Desjardins, who is also an expert in information technology, referenced a New England Journal of Medicine study on the impact on mortality when healthcare is delayed even by minutes. Delayed care — for example, for cancer and stroke patients — is a hallmark result of cyberattacks when hospitals sometimes must close for weeks, forcing the transfer of critical patients. He also cited a recent government COVID-era study specifically on the effect of cyberattacks on outcomes. The researchers found that in hospitals that experienced a cyberattack, statistically more significant “excess" deaths occurred earlier and lasted longer.

He also referred to a 2019 incident involving a ransomware attack at an Alabama hospital that disabled the facility's central monitoring system. This resulted in a woman in labor losing her baby. The attending OB/GYN was not aware that the facility had undergone a cyberattack. The physician could not observe that the infant was in distress due to the umbilical cord wrapped around the baby’s neck. The mother is now suing the hospital for its failure to prevent the ransomware attack.

Medical devices, such as infusion pumps, are also at risk of cyberattacks.

"Through our overdependence on undependable IT, we have created conditions such that actions by any single outlier can have a profound and asymmetrical impact on human life [and] economic and national security,” said Joshua Corman in his capacity as a consultant in the cybersecurity of medical devices.

Corman spoke of a cybermed summit he organized in 2017. A team of mock hackers, including two medical school graduates, hijacked medical devices standard in hospitals. The devices included defibrillators, infusion pumps, and insulin pumps. These "good-guy hackers" were able to easily change the settings in the devices to deliver lethal doses of medicine and electric shock to patients.

A third speaker presented steps radiology practices can take to minimize the threat of cyberattack. Erik Decker, chief information security officer for Intermountain Healthcare, speculated that most of the practice radiologists in attendance likely did not have dedicated IT or cyber security staff. “Cybersafety is a patient safety problem. You look at this insurmountable challenge and think, "how am I supposed to defend against this?” he asked.

Decker had a host of suggestions, including:

– When working with your IT vendors, get guarantees that they apply robust cybersecurity practices. Don't assume they do. Someone in your practice needs to be knowledgeable about safe standards.

– Consult the Health Industry Cybersecurity Practices (HICP) playbook to create common standards across healthcare. It offers cyber defenses based on small, medium, and large practices, to manage and protect patients. Hand this document to vendors, Decker suggested, and insist they meet the standards in the manual.

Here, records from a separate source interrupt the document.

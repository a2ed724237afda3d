//! Local filesystem blob store.
//!
//! Implements the `BlobStore` port from `capflow-core`. Blobs live at
//! `{base_dir}/{key}`; keys are relative `/`-separated paths such as
//! `artifacts/{artifact_id}`. Writes go to a temporary sibling first and are
//! renamed into place, so readers never observe a partial blob.

use std::path::{Component, Path, PathBuf};

use capflow_core::artifact::{BlobError, BlobLocation, BlobStore};
use uuid::Uuid;

pub struct FsBlobStore {
    base_dir: PathBuf,
}

impl FsBlobStore {
    /// Blobs are stored under `base_dir` (created on first write).
    pub fn new(base_dir: PathBuf) -> Self {
        Self { base_dir }
    }

    pub fn base_dir(&self) -> &Path {
        &self.base_dir
    }

    /// Map a key to a path, rejecting anything that could escape `base_dir`.
    fn path_for(&self, key: &str) -> Result<PathBuf, BlobError> {
        let relative = Path::new(key);
        let safe = !key.is_empty()
            && relative
                .components()
                .all(|c| matches!(c, Component::Normal(_)));
        if !safe {
            return Err(BlobError::InvalidKey(key.to_string()));
        }
        Ok(self.base_dir.join(relative))
    }
}

impl BlobStore for FsBlobStore {
    async fn put(&self, key: &str, bytes: Vec<u8>, mime_type: &str) -> Result<BlobLocation, BlobError> {
        let path = self.path_for(key)?;
        if let Some(parent) = path.parent() {
            tokio::fs::create_dir_all(parent)
                .await
                .map_err(|e| BlobError::Io(format!("create {}: {e}", parent.display())))?;
        }

        let tmp = path.with_extension(format!("tmp-{}", Uuid::new_v4().simple()));
        let size = bytes.len();
        tokio::fs::write(&tmp, bytes)
            .await
            .map_err(|e| BlobError::Io(format!("write {}: {e}", tmp.display())))?;
        if let Err(e) = tokio::fs::rename(&tmp, &path).await {
            let _ = tokio::fs::remove_file(&tmp).await;
            return Err(BlobError::Io(format!("rename into {}: {e}", path.display())));
        }

        tracing::debug!(key, size, mime_type, "blob written");
        Ok(BlobLocation {
            key: key.to_string(),
            url: format!("file://{}", path.display()),
        })
    }

    async fn get(&self, key: &str) -> Result<Vec<u8>, BlobError> {
        let path = self.path_for(key)?;
        match tokio::fs::read(&path).await {
            Ok(bytes) => Ok(bytes),
            Err(e) if e.kind() == std::io::ErrorKind::NotFound => Err(BlobError::NotFound(key.to_string())),
            Err(e) => Err(BlobError::Io(format!("read {}: {e}", path.display()))),
        }
    }

    async fn delete(&self, key: &str) -> Result<(), BlobError> {
        let path = self.path_for(key)?;
        match tokio::fs::remove_file(&path).await {
            Ok(()) => {
                tracing::debug!(key, "blob deleted");
                Ok(())
            }
            Err(e) if e.kind() == std::io::ErrorKind::NotFound => Ok(()),
            Err(e) => Err(BlobError::Io(format!("remove {}: {e}", path.display()))),
        }
    }
}

#[cfg(test)]
mod tests {
    use super::*;
    use tempfile::TempDir;

    #[tokio::test]
    async fn put_then_get() {
        let tmp = TempDir::new().unwrap();
        let store = FsBlobStore::new(tmp.path().join("blobs"));

        let loc = store
            .put("artifacts/report-1", b"%PDF-1.7".to_vec(), "application/pdf")
            .await
            .unwrap();
        assert_eq!(loc.key, "artifacts/report-1");
        assert!(loc.url.starts_with("file://"));
        assert!(tmp.path().join("blobs/artifacts/report-1").exists());
        assert_eq!(store.get("artifacts/report-1").await.unwrap(), b"%PDF-1.7");
    }

    #[tokio::test]
    async fn overwrite_replaces_content() {
        let tmp = TempDir::new().unwrap();
        let store = FsBlobStore::new(tmp.path().to_path_buf());
        store.put("artifacts/a", b"one".to_vec(), "text/plain").await.unwrap();
        store.put("artifacts/a", b"two".to_vec(), "text/plain").await.unwrap();
        assert_eq!(store.get("artifacts/a").await.unwrap(), b"two");

        // No temporary files are left behind.
        let entries = std::fs::read_dir(tmp.path().join("artifacts")).unwrap().count();
        assert_eq!(entries, 1);
    }

    #[tokio::test]
    async fn missing_blob_is_not_found() {
        let tmp = TempDir::new().unwrap();
        let store = FsBlobStore::new(tmp.path().to_path_buf());
        assert!(matches!(store.get("artifacts/none").await, Err(BlobError::NotFound(_))));
    }

    #[tokio::test]
    async fn delete_removes_the_file_and_tolerates_missing_keys() {
        let tmp = TempDir::new().unwrap();
        let store = FsBlobStore::new(tmp.path().to_path_buf());
        store.put("artifacts/a", b"one".to_vec(), "text/plain").await.unwrap();

        store.delete("artifacts/a").await.unwrap();
        assert!(!tmp.path().join("artifacts/a").exists());
        store.delete("artifacts/a").await.unwrap();
        assert!(matches!(store.delete("../a").await, Err(BlobError::InvalidKey(_))));
    }

    #[tokio::test]
    async fn keys_cannot_escape_base_dir() {
        let tmp = TempDir::new().unwrap();
        let store = FsBlobStore::new(tmp.path().join("blobs"));
        for key in ["", "../outside", "/etc/passwd", "artifacts/../../x"] {
            assert!(
                matches!(store.put(key, vec![1], "application/octet-stream").await, Err(BlobError::InvalidKey(_))),
                "key {key:?} should be rejected"
            );
        }
    }
}
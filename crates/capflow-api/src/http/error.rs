//! Application error type mapping to HTTP status codes and envelope format.

use axum::Json;
use axum::http::StatusCode;
use axum::response::{IntoResponse, Response};
use serde_json::json;

use capflow_core::capsule::CapsuleError;
use capflow_core::engine::{EngineError, VariableError};
use capflow_core::share::ShareError;
use capflow_core::trigger::TriggerError;
use capflow_core::workflow::{ValidationErrors, WorkflowServiceError};
use capflow_infra::webhook::WebhookError;
use capflow_types::error::RepositoryError;

use crate::http::response::ApiResponse;

/// Application-level error that maps to HTTP responses.
#[derive(Debug)]
pub enum AppError {
    Workflow(WorkflowServiceError),
    Engine(EngineError),
    Trigger(TriggerError),
    Share(ShareError),
    Capsule(CapsuleError),
    Webhook(WebhookError),
    /// Malformed request (bad query value, unparsable body).
    BadRequest(String),
    Internal(String),
}

impl From<WorkflowServiceError> for AppError {
    fn from(e: WorkflowServiceError) -> Self {
        AppError::Workflow(e)
    }
}

impl From<EngineError> for AppError {
    fn from(e: EngineError) -> Self {
        AppError::Engine(e)
    }
}

impl From<TriggerError> for AppError {
    fn from(e: TriggerError) -> Self {
        match e {
            TriggerError::Engine(inner) => AppError::Engine(inner),
            other => AppError::Trigger(other),
        }
    }
}

impl From<ShareError> for AppError {
    fn from(e: ShareError) -> Self {
        AppError::Share(e)
    }
}

impl From<CapsuleError> for AppError {
    fn from(e: CapsuleError) -> Self {
        AppError::Capsule(e)
    }
}

impl From<WebhookError> for AppError {
    fn from(e: WebhookError) -> Self {
        AppError::Webhook(e)
    }
}

fn validation_details(errors: &ValidationErrors) -> serde_json::Value {
    json!({ "definition_errors": errors.errors() })
}

fn repository_status(e: &RepositoryError) -> (StatusCode, &'static str) {
    match e {
        RepositoryError::NotFound => (StatusCode::NOT_FOUND, "NOT_FOUND"),
        RepositoryError::Conflict(_) => (StatusCode::CONFLICT, "CONFLICT"),
        RepositoryError::Connection | RepositoryError::Query(_) => {
            (StatusCode::INTERNAL_SERVER_ERROR, "STORAGE_ERROR")
        }
    }
}

impl AppError {
    /// Status, machine code and optional details for the envelope.
    fn parts(&self) -> (StatusCode, &'static str, Option<serde_json::Value>) {
        match self {
            AppError::Workflow(e) => match e {
                WorkflowServiceError::NotFound(_) => (StatusCode::NOT_FOUND, "WORKFLOW_NOT_FOUND", None),
                WorkflowServiceError::AlreadyExists(_) => (StatusCode::CONFLICT, "WORKFLOW_EXISTS", None),
                WorkflowServiceError::EmptyName => (StatusCode::BAD_REQUEST, "VALIDATION_ERROR", None),
                WorkflowServiceError::Invalid(errors) => (
                    StatusCode::UNPROCESSABLE_ENTITY,
                    "INVALID_DEFINITION",
                    Some(validation_details(errors)),
                ),
                WorkflowServiceError::Repository(e) => {
                    let (status, code) = repository_status(e);
                    (status, code, None)
                }
            },
            AppError::Engine(e) => match e {
                EngineError::Invalid(errors) => (
                    StatusCode::UNPROCESSABLE_ENTITY,
                    "INVALID_DEFINITION",
                    Some(validation_details(errors)),
                ),
                EngineError::NotFound(_) => (StatusCode::NOT_FOUND, "EXECUTION_NOT_FOUND", None),
                EngineError::NotResumable { .. } => (StatusCode::CONFLICT, "NOT_RESUMABLE", None),
                EngineError::UnknownNode { .. } => (StatusCode::NOT_FOUND, "NODE_NOT_FOUND", None),
                EngineError::AlreadyTerminal { .. } => (StatusCode::CONFLICT, "ALREADY_TERMINAL", None),
                EngineError::Variable(VariableError::SecretUnavailable { .. }) => {
                    (StatusCode::UNPROCESSABLE_ENTITY, "SECRET_UNAVAILABLE", None)
                }
                EngineError::Variable(_) => (StatusCode::BAD_REQUEST, "VARIABLE_ERROR", None),
                EngineError::Repository(e) => {
                    let (status, code) = repository_status(e);
                    (status, code, None)
                }
                EngineError::Internal(_) => (StatusCode::INTERNAL_SERVER_ERROR, "INTERNAL_ERROR", None),
            },
            AppError::Trigger(e) => match e {
                TriggerError::WorkflowNotFound(_) => (StatusCode::NOT_FOUND, "WORKFLOW_NOT_FOUND", None),
                TriggerError::NoMatchingTrigger { .. } => (StatusCode::CONFLICT, "NO_MATCHING_TRIGGER", None),
                TriggerError::WebhookNotFound(_) => (StatusCode::NOT_FOUND, "WEBHOOK_NOT_FOUND", None),
                TriggerError::WebhookPathTaken { .. } => (StatusCode::CONFLICT, "WEBHOOK_PATH_TAKEN", None),
                TriggerError::RejectedUpload(_) => (StatusCode::UNSUPPORTED_MEDIA_TYPE, "UPLOAD_REJECTED", None),
                TriggerError::Repository(e) => {
                    let (status, code) = repository_status(e);
                    (status, code, None)
                }
                TriggerError::Engine(_) => (StatusCode::INTERNAL_SERVER_ERROR, "ENGINE_ERROR", None),
            },
            AppError::Share(e) => match e {
                ShareError::NotFound => (StatusCode::NOT_FOUND, "SHARE_NOT_FOUND", None),
                ShareError::AccessDenied(_) => (StatusCode::FORBIDDEN, "ACCESS_DENIED", None),
                ShareError::ExecutionNotFound(_) => (StatusCode::NOT_FOUND, "EXECUTION_NOT_FOUND", None),
                ShareError::NotShareable(_) => (StatusCode::CONFLICT, "NOT_SHAREABLE", None),
                ShareError::InvalidExpiry(_) => (StatusCode::BAD_REQUEST, "INVALID_EXPIRY", None),
                ShareError::UnknownArtifact(_) => (StatusCode::NOT_FOUND, "ARTIFACT_NOT_FOUND", None),
                ShareError::Artifact(_) => (StatusCode::INTERNAL_SERVER_ERROR, "ARTIFACT_ERROR", None),
                ShareError::Repository(e) => {
                    let (status, code) = repository_status(e);
                    (status, code, None)
                }
            },
            AppError::Capsule(CapsuleError::UnknownType(_)) => {
                (StatusCode::NOT_FOUND, "CAPSULE_TYPE_NOT_FOUND", None)
            }
            AppError::Webhook(e) => match e {
                WebhookError::MissingSignature | WebhookError::InvalidSignature => {
                    (StatusCode::UNAUTHORIZED, "UNAUTHORIZED", None)
                }
                WebhookError::InvalidKey(_) | WebhookError::SecretUnavailable(_) => {
                    (StatusCode::INTERNAL_SERVER_ERROR, "WEBHOOK_MISCONFIGURED", None)
                }
            },
            AppError::BadRequest(_) => (StatusCode::BAD_REQUEST, "BAD_REQUEST", None),
            AppError::Internal(_) => (StatusCode::INTERNAL_SERVER_ERROR, "INTERNAL_ERROR", None),
        }
    }

    fn message(&self) -> String {
        match self {
            AppError::Workflow(e) => e.to_string(),
            AppError::Engine(e) => e.to_string(),
            AppError::Trigger(e) => e.to_string(),
            AppError::Share(e) => e.to_string(),
            AppError::Capsule(e) => e.to_string(),
            AppError::Webhook(e) => e.to_string(),
            AppError::BadRequest(msg) | AppError::Internal(msg) => msg.clone(),
        }
    }

    pub fn status(&self) -> StatusCode {
        self.parts().0
    }
}

impl IntoResponse for AppError {
    fn into_response(self) -> Response {
        let (status, code, details) = self.parts();
        let message = self.message();
        if status.is_server_error() {
            tracing::error!(code, error = %message, "request failed");
        } else {
            tracing::debug!(code, error = %message, "request rejected");
        }

        (status, Json(ApiResponse::error(code, message, details))).into_response()
    }
}
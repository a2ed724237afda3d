//! Filesystem storage for externally stored artifacts.

pub mod blob;

pub use blob::FsBlobStore;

– Email phishing is especially effective. Know the threats that hackers deploy. Practices should conduct mock phishing attacks every month to train and educate employees.

– Other common defenses include the use of multifactor authentication for any internet-exposed systems, antivirus protection in all workstations and laptops, and immediately removing access for any employees who leave the practice. Other suggestions include backing up data from the system to remove the information off-site, and regularly updating servers, workstations, and laptops.